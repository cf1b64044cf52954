use crate::{
    db::DbPool,
    entities::{order_item, parse_code, product, ProductCategory},
    errors::ServiceError,
    services::{clean, contains_ci, non_empty, PageRequest},
};
use chrono::Utc;
use rust_decimal::Decimal;
use sea_orm::{
    ActiveModelTrait, ColumnTrait, Condition, EntityTrait, PaginatorTrait, QueryFilter,
    QueryOrder, QuerySelect, Set,
};
use serde::{Deserialize, Serialize};
use std::sync::Arc;
use tracing::{info, instrument};
use utoipa::{IntoParams, ToSchema};
use uuid::Uuid;
use validator::{Validate, ValidationError};

/// List/export filters for products
#[derive(Debug, Clone, Default, Deserialize, Serialize, IntoParams)]
#[into_params(parameter_in = Query)]
pub struct ProductFilter {
    /// Matches name, SKU or brand
    pub search: Option<String>,
    pub category: Option<String>,
    pub brand: Option<String>,
    pub is_active: Option<bool>,
    #[param(value_type = Option<String>)]
    pub min_price: Option<Decimal>,
    #[param(value_type = Option<String>)]
    pub max_price: Option<Decimal>,
}

impl ProductFilter {
    pub fn condition(&self) -> Result<Condition, ServiceError> {
        let mut cond = Condition::all();

        if let Some(term) = non_empty(self.search.as_deref()) {
            cond = cond.add(
                Condition::any()
                    .add(contains_ci((product::Entity, product::Column::Name), term))
                    .add(contains_ci((product::Entity, product::Column::Sku), term))
                    .add(contains_ci((product::Entity, product::Column::Brand), term)),
            );
        }
        if let Some(raw) = non_empty(self.category.as_deref()) {
            cond = cond.add(product::Column::Category.eq(parse_category(raw)?));
        }
        if let Some(brand) = non_empty(self.brand.as_deref()) {
            cond = cond.add(contains_ci((product::Entity, product::Column::Brand), brand));
        }
        if let Some(active) = self.is_active {
            cond = cond.add(product::Column::IsActive.eq(active));
        }
        if let (Some(min), Some(max)) = (self.min_price, self.max_price) {
            if min > max {
                return Err(ServiceError::ValidationError(
                    "min_price cannot be greater than max_price".into(),
                ));
            }
        }
        if let Some(min) = self.min_price {
            cond = cond.add(product::Column::Price.gte(min));
        }
        if let Some(max) = self.max_price {
            cond = cond.add(product::Column::Price.lte(max));
        }

        Ok(cond)
    }
}

pub(crate) fn parse_category(raw: &str) -> Result<ProductCategory, ServiceError> {
    parse_code(raw)
        .ok_or_else(|| ServiceError::ValidationError(format!("Unknown product category '{}'", raw.trim())))
}

fn validate_price(price: &Decimal) -> Result<(), ValidationError> {
    if price.is_sign_negative() && !price.is_zero() {
        let mut err = ValidationError::new("price");
        err.message = Some("Price cannot be negative".into());
        return Err(err);
    }
    Ok(())
}

#[derive(Debug, Clone, Deserialize, Validate, ToSchema)]
pub struct CreateProduct {
    #[validate(length(min = 1, max = 64, message = "SKU must be between 1 and 64 characters"))]
    pub sku: String,
    #[validate(length(min = 1, max = 200, message = "Name must be between 1 and 200 characters"))]
    pub name: String,
    pub description: Option<String>,
    #[schema(example = "soft_drink")]
    pub category: String,
    #[validate(length(max = 120))]
    pub brand: Option<String>,
    #[validate(range(min = 1, message = "Volume must be positive"))]
    pub volume_ml: Option<i32>,
    #[validate(range(min = 1, message = "Units per case must be positive"))]
    pub units_per_case: Option<i32>,
    #[validate(custom = "validate_price")]
    #[schema(value_type = String, example = "18.50")]
    pub price: Decimal,
    pub is_active: Option<bool>,
    #[validate(url)]
    pub image_url: Option<String>,
}

#[derive(Debug, Clone, Default, Deserialize, Validate, ToSchema)]
pub struct UpdateProduct {
    #[validate(length(min = 1, max = 64, message = "SKU must be between 1 and 64 characters"))]
    pub sku: Option<String>,
    #[validate(length(min = 1, max = 200, message = "Name must be between 1 and 200 characters"))]
    pub name: Option<String>,
    pub description: Option<String>,
    pub category: Option<String>,
    #[validate(length(max = 120))]
    pub brand: Option<String>,
    #[validate(range(min = 1, message = "Volume must be positive"))]
    pub volume_ml: Option<i32>,
    #[validate(range(min = 1, message = "Units per case must be positive"))]
    pub units_per_case: Option<i32>,
    #[validate(custom = "validate_price")]
    #[schema(value_type = Option<String>)]
    pub price: Option<Decimal>,
    pub is_active: Option<bool>,
    #[validate(url)]
    pub image_url: Option<String>,
}

/// Service for the product catalog
#[derive(Clone)]
pub struct ProductService {
    db_pool: Arc<DbPool>,
}

impl ProductService {
    pub fn new(db_pool: Arc<DbPool>) -> Self {
        Self { db_pool }
    }

    /// Lists products ordered by name
    #[instrument(skip(self))]
    pub async fn list(
        &self,
        filter: &ProductFilter,
        page: PageRequest,
    ) -> Result<(Vec<product::Model>, u64), ServiceError> {
        let db = &*self.db_pool;
        let paginator = product::Entity::find()
            .filter(filter.condition()?)
            .order_by_asc(product::Column::Name)
            .paginate(db, page.per_page);

        let total = paginator.num_items().await?;
        let products = paginator.fetch_page(page.index()).await?;
        Ok((products, total))
    }

    #[instrument(skip(self))]
    pub async fn list_all(
        &self,
        filter: &ProductFilter,
        limit: u64,
    ) -> Result<Vec<product::Model>, ServiceError> {
        let db = &*self.db_pool;
        Ok(product::Entity::find()
            .filter(filter.condition()?)
            .order_by_asc(product::Column::Name)
            .limit(limit)
            .all(db)
            .await?)
    }

    /// Active products for the public site, optionally narrowed by category and search
    #[instrument(skip(self))]
    pub async fn list_public(
        &self,
        category: Option<&str>,
        search: Option<&str>,
    ) -> Result<Vec<product::Model>, ServiceError> {
        let filter = ProductFilter {
            search: search.map(str::to_string),
            category: category.map(str::to_string),
            is_active: Some(true),
            ..Default::default()
        };
        let db = &*self.db_pool;
        Ok(product::Entity::find()
            .filter(filter.condition()?)
            .order_by_asc(product::Column::Category)
            .order_by_asc(product::Column::Name)
            .all(db)
            .await?)
    }

    #[instrument(skip(self))]
    pub async fn get(&self, id: Uuid) -> Result<product::Model, ServiceError> {
        let db = &*self.db_pool;
        product::Entity::find_by_id(id)
            .one(db)
            .await?
            .ok_or_else(|| ServiceError::NotFound(format!("Product {} not found", id)))
    }

    async fn ensure_sku_free(&self, sku: &str, except: Option<Uuid>) -> Result<(), ServiceError> {
        let db = &*self.db_pool;
        let existing = product::Entity::find()
            .filter(product::Column::Sku.eq(sku))
            .one(db)
            .await?;
        match existing {
            Some(p) if Some(p.id) != except => Err(ServiceError::Conflict(format!(
                "A product with SKU {} already exists",
                sku
            ))),
            _ => Ok(()),
        }
    }

    #[instrument(skip(self, input), fields(sku = %input.sku))]
    pub async fn create(&self, input: CreateProduct) -> Result<product::Model, ServiceError> {
        input.validate()?;
        let category = parse_category(&input.category)?;
        let sku = input.sku.trim().to_string();
        self.ensure_sku_free(&sku, None).await?;

        let now = Utc::now();
        let model = product::ActiveModel {
            id: Set(Uuid::new_v4()),
            sku: Set(sku.clone()),
            name: Set(input.name.trim().to_string()),
            description: Set(clean(input.description)),
            category: Set(category),
            brand: Set(clean(input.brand)),
            volume_ml: Set(input.volume_ml),
            units_per_case: Set(input.units_per_case.unwrap_or(1)),
            price: Set(input.price),
            is_active: Set(input.is_active.unwrap_or(true)),
            image_url: Set(clean(input.image_url)),
            created_at: Set(now),
            updated_at: Set(now),
        };

        let db = &*self.db_pool;
        let created = model.insert(db).await.map_err(|e| {
            ServiceError::from_db_with_conflict(e, format!("A product with SKU {} already exists", sku))
        })?;
        info!(product_id = %created.id, "product created");
        Ok(created)
    }

    #[instrument(skip(self, input))]
    pub async fn update(&self, id: Uuid, input: UpdateProduct) -> Result<product::Model, ServiceError> {
        input.validate()?;
        let existing = self.get(id).await?;
        let mut model: product::ActiveModel = existing.into();

        if let Some(sku) = input.sku {
            let sku = sku.trim().to_string();
            self.ensure_sku_free(&sku, Some(id)).await?;
            model.sku = Set(sku);
        }
        if let Some(name) = input.name {
            model.name = Set(name.trim().to_string());
        }
        if input.description.is_some() {
            model.description = Set(clean(input.description));
        }
        if let Some(raw) = input.category {
            model.category = Set(parse_category(&raw)?);
        }
        if input.brand.is_some() {
            model.brand = Set(clean(input.brand));
        }
        if input.volume_ml.is_some() {
            model.volume_ml = Set(input.volume_ml);
        }
        if let Some(units) = input.units_per_case {
            model.units_per_case = Set(units);
        }
        if let Some(price) = input.price {
            model.price = Set(price);
        }
        if let Some(active) = input.is_active {
            model.is_active = Set(active);
        }
        if input.image_url.is_some() {
            model.image_url = Set(clean(input.image_url));
        }
        model.updated_at = Set(Utc::now());

        let db = &*self.db_pool;
        let updated = model
            .update(db)
            .await
            .map_err(|e| ServiceError::from_db_with_conflict(e, "Product SKU already in use"))?;
        info!(product_id = %id, "product updated");
        Ok(updated)
    }

    /// Deletes a product that no order item references
    #[instrument(skip(self))]
    pub async fn delete(&self, id: Uuid) -> Result<product::Model, ServiceError> {
        let db = &*self.db_pool;
        let existing = self.get(id).await?;

        let references = order_item::Entity::find()
            .filter(order_item::Column::ProductId.eq(id))
            .count(db)
            .await?;
        if references > 0 {
            return Err(ServiceError::Conflict(format!(
                "Product is used by {} order item(s) and cannot be deleted; deactivate it instead",
                references
            )));
        }

        product::Entity::delete_by_id(id)
            .exec(db)
            .await
            .map_err(|e| ServiceError::from_db_with_conflict(e, "Product is still referenced"))?;
        info!(product_id = %id, "product deleted");
        Ok(existing)
    }
}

+ + + + +

- YOUR TASK
Go through the material line by line. Show each line that contains the string "ProductService".

- WRITTEN REPLY
pub struct ProductService {
impl ProductService {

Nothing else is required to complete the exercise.